### What you will do
Using the records below, please work out how many lines contain "struct"; answer with the number alone.

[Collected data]
▼
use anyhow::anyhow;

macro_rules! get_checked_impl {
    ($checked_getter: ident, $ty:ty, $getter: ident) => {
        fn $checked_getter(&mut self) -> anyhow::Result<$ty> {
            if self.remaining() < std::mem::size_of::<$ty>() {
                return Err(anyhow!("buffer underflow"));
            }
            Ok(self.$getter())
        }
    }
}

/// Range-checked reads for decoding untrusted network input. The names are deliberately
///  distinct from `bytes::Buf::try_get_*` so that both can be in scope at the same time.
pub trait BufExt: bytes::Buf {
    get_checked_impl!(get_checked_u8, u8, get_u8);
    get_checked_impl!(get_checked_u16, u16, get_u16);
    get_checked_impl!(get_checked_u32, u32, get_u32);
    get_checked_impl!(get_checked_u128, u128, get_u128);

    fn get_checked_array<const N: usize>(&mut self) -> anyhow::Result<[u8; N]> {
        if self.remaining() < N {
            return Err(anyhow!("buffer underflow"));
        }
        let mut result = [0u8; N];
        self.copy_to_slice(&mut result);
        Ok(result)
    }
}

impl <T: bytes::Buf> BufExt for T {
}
▲
▼
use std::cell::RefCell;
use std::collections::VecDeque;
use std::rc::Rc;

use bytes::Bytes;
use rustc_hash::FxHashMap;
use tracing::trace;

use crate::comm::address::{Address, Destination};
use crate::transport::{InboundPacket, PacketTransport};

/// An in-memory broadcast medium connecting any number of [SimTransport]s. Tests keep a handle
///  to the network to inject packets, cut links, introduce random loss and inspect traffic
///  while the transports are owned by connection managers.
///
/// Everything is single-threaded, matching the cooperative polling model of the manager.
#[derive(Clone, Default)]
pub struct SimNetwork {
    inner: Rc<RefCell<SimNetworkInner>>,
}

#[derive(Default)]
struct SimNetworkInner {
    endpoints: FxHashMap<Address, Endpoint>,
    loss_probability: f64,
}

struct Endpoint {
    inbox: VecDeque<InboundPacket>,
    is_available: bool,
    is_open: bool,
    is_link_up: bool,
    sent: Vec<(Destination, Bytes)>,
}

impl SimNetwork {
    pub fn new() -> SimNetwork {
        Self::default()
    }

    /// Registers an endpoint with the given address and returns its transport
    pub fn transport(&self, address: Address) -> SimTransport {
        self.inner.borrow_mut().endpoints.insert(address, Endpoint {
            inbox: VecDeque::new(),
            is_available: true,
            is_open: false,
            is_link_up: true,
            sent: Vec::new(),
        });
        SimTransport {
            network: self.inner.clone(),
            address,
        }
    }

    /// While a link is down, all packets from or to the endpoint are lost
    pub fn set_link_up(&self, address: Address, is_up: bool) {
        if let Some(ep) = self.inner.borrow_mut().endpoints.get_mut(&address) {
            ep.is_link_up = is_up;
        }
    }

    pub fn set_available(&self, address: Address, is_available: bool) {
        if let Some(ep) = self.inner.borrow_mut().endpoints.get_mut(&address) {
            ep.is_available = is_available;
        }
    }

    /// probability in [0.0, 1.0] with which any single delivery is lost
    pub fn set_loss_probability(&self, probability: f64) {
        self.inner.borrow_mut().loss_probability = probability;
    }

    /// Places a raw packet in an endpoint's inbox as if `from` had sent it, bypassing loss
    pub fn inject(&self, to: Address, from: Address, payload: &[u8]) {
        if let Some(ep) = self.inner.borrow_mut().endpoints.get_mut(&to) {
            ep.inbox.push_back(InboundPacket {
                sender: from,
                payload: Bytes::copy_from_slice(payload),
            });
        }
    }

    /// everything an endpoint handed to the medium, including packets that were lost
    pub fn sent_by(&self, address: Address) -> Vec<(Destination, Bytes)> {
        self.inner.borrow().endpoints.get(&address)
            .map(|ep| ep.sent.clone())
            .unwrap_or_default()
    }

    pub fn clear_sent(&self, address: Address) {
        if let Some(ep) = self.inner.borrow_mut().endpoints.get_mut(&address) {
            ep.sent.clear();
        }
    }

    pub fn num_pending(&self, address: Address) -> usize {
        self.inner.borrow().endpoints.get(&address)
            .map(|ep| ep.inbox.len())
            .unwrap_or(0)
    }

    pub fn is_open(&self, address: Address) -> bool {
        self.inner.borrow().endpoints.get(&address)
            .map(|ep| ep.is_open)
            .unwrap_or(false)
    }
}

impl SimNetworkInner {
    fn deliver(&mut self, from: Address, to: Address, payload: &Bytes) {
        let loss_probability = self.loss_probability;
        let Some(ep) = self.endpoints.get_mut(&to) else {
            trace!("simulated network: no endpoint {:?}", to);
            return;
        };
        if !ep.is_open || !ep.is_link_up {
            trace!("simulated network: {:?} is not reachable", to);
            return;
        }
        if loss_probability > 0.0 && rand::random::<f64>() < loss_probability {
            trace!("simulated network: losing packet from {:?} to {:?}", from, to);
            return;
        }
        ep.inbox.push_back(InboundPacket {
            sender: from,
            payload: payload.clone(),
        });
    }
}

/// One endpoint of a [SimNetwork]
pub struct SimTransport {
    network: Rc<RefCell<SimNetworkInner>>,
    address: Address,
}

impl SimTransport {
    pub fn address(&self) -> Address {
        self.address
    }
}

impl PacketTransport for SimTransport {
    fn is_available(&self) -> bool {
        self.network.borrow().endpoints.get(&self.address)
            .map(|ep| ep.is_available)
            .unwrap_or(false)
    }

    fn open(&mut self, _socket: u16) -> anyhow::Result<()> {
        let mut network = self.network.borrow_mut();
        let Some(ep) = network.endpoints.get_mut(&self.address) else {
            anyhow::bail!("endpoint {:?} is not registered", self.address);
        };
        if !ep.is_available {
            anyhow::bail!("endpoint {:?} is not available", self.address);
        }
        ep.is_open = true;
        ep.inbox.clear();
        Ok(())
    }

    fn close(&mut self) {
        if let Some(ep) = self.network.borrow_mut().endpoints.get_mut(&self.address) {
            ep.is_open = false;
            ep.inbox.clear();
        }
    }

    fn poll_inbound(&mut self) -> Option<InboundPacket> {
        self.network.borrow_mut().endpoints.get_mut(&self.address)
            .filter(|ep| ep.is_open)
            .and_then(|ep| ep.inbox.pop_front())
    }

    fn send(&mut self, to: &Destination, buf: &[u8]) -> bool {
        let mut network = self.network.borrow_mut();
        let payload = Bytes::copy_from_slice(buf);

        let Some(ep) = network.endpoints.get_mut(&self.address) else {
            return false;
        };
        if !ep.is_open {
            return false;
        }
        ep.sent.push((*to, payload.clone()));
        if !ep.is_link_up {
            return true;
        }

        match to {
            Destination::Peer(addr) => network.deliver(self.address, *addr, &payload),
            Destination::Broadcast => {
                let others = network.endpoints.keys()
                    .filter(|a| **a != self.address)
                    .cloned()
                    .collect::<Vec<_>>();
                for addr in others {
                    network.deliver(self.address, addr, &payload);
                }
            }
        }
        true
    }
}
▲
### Written reply
4